• [INSTRUCTIONS TO FOLLOW]:
Copy all lines in the data that contain the string "before".

• [THE DATA]:

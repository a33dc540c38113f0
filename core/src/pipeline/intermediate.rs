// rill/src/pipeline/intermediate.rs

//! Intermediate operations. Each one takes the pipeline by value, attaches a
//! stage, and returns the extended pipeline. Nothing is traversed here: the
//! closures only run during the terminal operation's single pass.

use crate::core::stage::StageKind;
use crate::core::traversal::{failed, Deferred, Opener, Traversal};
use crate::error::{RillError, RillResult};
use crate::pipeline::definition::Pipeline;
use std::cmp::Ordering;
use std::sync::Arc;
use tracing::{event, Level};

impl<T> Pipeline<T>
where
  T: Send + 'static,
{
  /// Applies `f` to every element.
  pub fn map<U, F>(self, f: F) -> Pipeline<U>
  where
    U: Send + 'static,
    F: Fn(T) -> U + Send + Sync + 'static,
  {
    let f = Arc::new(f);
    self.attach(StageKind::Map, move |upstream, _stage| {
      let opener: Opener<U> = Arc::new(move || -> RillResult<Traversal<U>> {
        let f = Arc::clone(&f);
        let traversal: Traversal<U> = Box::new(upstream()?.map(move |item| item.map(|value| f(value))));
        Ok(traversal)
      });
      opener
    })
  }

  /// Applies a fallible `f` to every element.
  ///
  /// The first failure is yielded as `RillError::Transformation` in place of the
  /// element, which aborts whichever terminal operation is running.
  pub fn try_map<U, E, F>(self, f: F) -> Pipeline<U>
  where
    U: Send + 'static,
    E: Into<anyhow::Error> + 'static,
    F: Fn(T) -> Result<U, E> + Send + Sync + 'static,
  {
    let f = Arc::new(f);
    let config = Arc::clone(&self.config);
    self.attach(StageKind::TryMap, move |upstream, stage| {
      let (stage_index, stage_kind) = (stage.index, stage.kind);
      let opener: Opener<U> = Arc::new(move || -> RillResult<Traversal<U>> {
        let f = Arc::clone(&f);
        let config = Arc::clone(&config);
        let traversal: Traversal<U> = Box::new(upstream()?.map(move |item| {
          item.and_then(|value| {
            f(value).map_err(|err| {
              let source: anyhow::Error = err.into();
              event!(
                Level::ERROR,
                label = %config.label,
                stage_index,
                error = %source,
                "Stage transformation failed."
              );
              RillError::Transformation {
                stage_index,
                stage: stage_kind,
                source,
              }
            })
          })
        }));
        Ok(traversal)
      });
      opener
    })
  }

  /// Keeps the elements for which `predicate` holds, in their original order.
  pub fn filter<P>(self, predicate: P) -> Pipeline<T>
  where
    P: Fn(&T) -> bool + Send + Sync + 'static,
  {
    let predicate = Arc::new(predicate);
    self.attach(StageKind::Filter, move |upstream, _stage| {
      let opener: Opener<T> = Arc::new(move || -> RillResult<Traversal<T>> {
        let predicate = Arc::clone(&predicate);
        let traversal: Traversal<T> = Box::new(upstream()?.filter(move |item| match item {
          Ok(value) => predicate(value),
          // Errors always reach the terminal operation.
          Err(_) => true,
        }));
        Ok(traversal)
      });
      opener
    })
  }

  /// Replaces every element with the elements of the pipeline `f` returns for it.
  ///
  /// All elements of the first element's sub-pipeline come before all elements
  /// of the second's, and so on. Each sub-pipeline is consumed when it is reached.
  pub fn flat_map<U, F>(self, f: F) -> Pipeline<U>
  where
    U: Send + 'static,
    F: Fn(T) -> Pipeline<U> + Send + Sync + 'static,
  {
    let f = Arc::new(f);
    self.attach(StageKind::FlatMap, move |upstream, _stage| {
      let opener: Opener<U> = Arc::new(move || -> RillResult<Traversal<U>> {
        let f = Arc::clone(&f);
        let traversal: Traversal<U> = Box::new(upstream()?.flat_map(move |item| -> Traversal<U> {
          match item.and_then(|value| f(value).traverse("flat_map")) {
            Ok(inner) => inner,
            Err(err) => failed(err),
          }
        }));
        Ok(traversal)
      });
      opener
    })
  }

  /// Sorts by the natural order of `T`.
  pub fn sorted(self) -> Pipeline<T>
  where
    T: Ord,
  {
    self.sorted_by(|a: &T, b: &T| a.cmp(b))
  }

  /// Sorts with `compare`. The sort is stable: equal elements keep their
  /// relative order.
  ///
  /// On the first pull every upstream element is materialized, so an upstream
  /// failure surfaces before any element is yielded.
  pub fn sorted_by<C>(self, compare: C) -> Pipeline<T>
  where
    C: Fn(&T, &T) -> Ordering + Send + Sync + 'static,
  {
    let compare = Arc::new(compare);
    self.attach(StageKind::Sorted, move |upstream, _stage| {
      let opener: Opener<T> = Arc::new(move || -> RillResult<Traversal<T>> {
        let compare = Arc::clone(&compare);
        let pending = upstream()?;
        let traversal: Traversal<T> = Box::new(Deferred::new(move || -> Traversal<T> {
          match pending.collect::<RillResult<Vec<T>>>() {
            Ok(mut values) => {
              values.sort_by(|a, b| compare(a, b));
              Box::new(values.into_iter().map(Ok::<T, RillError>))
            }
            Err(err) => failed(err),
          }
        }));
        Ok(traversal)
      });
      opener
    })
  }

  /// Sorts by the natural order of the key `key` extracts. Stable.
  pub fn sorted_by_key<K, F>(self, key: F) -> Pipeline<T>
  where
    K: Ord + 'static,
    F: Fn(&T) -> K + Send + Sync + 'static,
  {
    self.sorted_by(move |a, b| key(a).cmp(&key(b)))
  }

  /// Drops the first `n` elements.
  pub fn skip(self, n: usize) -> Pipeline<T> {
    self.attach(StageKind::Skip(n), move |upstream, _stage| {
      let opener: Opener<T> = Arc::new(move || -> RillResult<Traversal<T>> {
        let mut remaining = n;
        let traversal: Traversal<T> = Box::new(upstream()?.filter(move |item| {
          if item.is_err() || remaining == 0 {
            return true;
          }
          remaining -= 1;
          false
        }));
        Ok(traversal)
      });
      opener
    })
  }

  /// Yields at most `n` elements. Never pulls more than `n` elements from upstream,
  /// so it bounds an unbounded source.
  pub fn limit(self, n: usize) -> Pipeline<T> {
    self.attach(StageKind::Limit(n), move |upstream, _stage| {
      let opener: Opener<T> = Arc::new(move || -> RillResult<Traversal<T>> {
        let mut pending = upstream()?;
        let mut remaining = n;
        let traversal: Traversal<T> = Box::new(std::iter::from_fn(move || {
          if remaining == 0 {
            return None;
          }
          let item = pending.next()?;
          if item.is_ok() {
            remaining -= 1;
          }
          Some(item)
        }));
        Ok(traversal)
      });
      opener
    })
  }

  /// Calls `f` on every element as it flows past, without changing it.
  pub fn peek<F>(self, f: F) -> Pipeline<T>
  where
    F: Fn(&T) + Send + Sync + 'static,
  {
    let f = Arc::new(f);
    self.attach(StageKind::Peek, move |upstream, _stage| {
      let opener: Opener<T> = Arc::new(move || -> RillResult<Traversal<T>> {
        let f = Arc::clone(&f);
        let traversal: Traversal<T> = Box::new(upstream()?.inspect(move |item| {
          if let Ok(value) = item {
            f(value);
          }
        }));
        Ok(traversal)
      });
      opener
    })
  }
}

• [ANSWER BOX]:
  /// All elements of the first element's sub-pipeline come before all elements
  /// failure surfaces before any element is yielded.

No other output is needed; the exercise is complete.